II. USE OF POST OFFICE BOX
To determine if the United States is entitled to prevail on either motion, the Court must first consider the basis on which Wold attempts to hold the United States liable. In her complaint and at oral argument, Wold did not hinge the United States's alleged liability on the fact that she fell on United States property. Instead, Wold claims that the United States is liable because she fell while using a post office box.
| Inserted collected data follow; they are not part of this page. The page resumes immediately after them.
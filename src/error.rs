//! Error types surfaced by curried callables, suspensions and lazy lists.

/// Errors produced by the fallible operations of this crate.
///
/// Every variant carries enough context to identify the operation that
/// failed.
///
/// # Examples
///
/// ```rust
/// use functoid::error::FunctoidError;
/// use functoid::persistent::LazyList;
///
/// let empty: LazyList<i32> = LazyList::new();
/// assert_eq!(
///     empty.head(),
///     Err(FunctoidError::EmptyContainerAccess { operation: "head" })
/// );
/// ```
#[derive(Debug, Clone, PartialEq, Eq)]
pub enum FunctoidError {
    /// `head`, `tail` or an indexed access was attempted on an empty list.
    EmptyContainerAccess {
        /// The list operation that was attempted.
        operation: &'static str,
    },
    /// A callable was invoked through a runtime argument list whose length
    /// differs from its remaining arity.
    ArityMismatch {
        /// The remaining arity of the callable.
        expected: usize,
        /// The number of arguments actually supplied.
        supplied: usize,
    },
    /// A suspension's producer panicked while being forced.
    ///
    /// The suspension is left unforced, so forcing it again retries the
    /// producer.
    ProducerFailure {
        /// The panic message, when it was a string.
        message: String,
    },
}

impl std::fmt::Display for FunctoidError {
    fn fmt(&self, formatter: &mut std::fmt::Formatter<'_>) -> std::fmt::Result {
        match self {
            Self::EmptyContainerAccess { operation } => {
                write!(formatter, "{operation}: empty container")
            }
            Self::ArityMismatch { expected, supplied } => write!(
                formatter,
                "arity mismatch: expected {expected} arguments, supplied {supplied}"
            ),
            Self::ProducerFailure { message } => {
                write!(formatter, "force: producer failed: {message}")
            }
        }
    }
}

impl std::error::Error for FunctoidError {}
Wold has cited no cases supporting her argument that the United States is liable under the FTCA for her injuries merely because she was using a USPS mailbox, and the Court finds that this fact alone is insufficient to establish the United States's liability. Generally, a business owner is required to exercise reasonable care to warn a business invitee of dangers that the owner knows exist or which the owner could discover with reasonable care. Dempsey v. Jaroscak, 188 N.W.2d 779, 782 (Minn. 1971); Behrendt v. Ahlstrand, 118 N.W.2d 27, 30 (Minn. 1962). However, "[e]ach mailbox is not a branch post office." Dix v. United States, 296 F.2d 20, 23 (2d Cir. 1961). If the United States did not own or control the land where Wold fell and did not contribute to the hazard near the mailbox, it cannot be held responsible for Wold's injuries even if she was using a USPS mailbox. See Strong v. Richfield State Agency, Inc., 460 N.W.2d 106, 108 (Minn. Ct. App. 1990) (holding that business owner was not responsible for plaintiff's fall because it did not own the property where the fall occurred and had not contributed to the hazard). Accordingly, the Court finds that the United States is not liable simply because Wold was using a post office box when she fell.
The Court further finds that the result is not different because this particular post office box was located in front of a postal facility. See Dix, 296 F.2d at 24 ("There is no sound legal reason why the fact that this particular box was placed . . . in front of the Post Office building should put it in a different category from other similarly located and exposed mailboxes.").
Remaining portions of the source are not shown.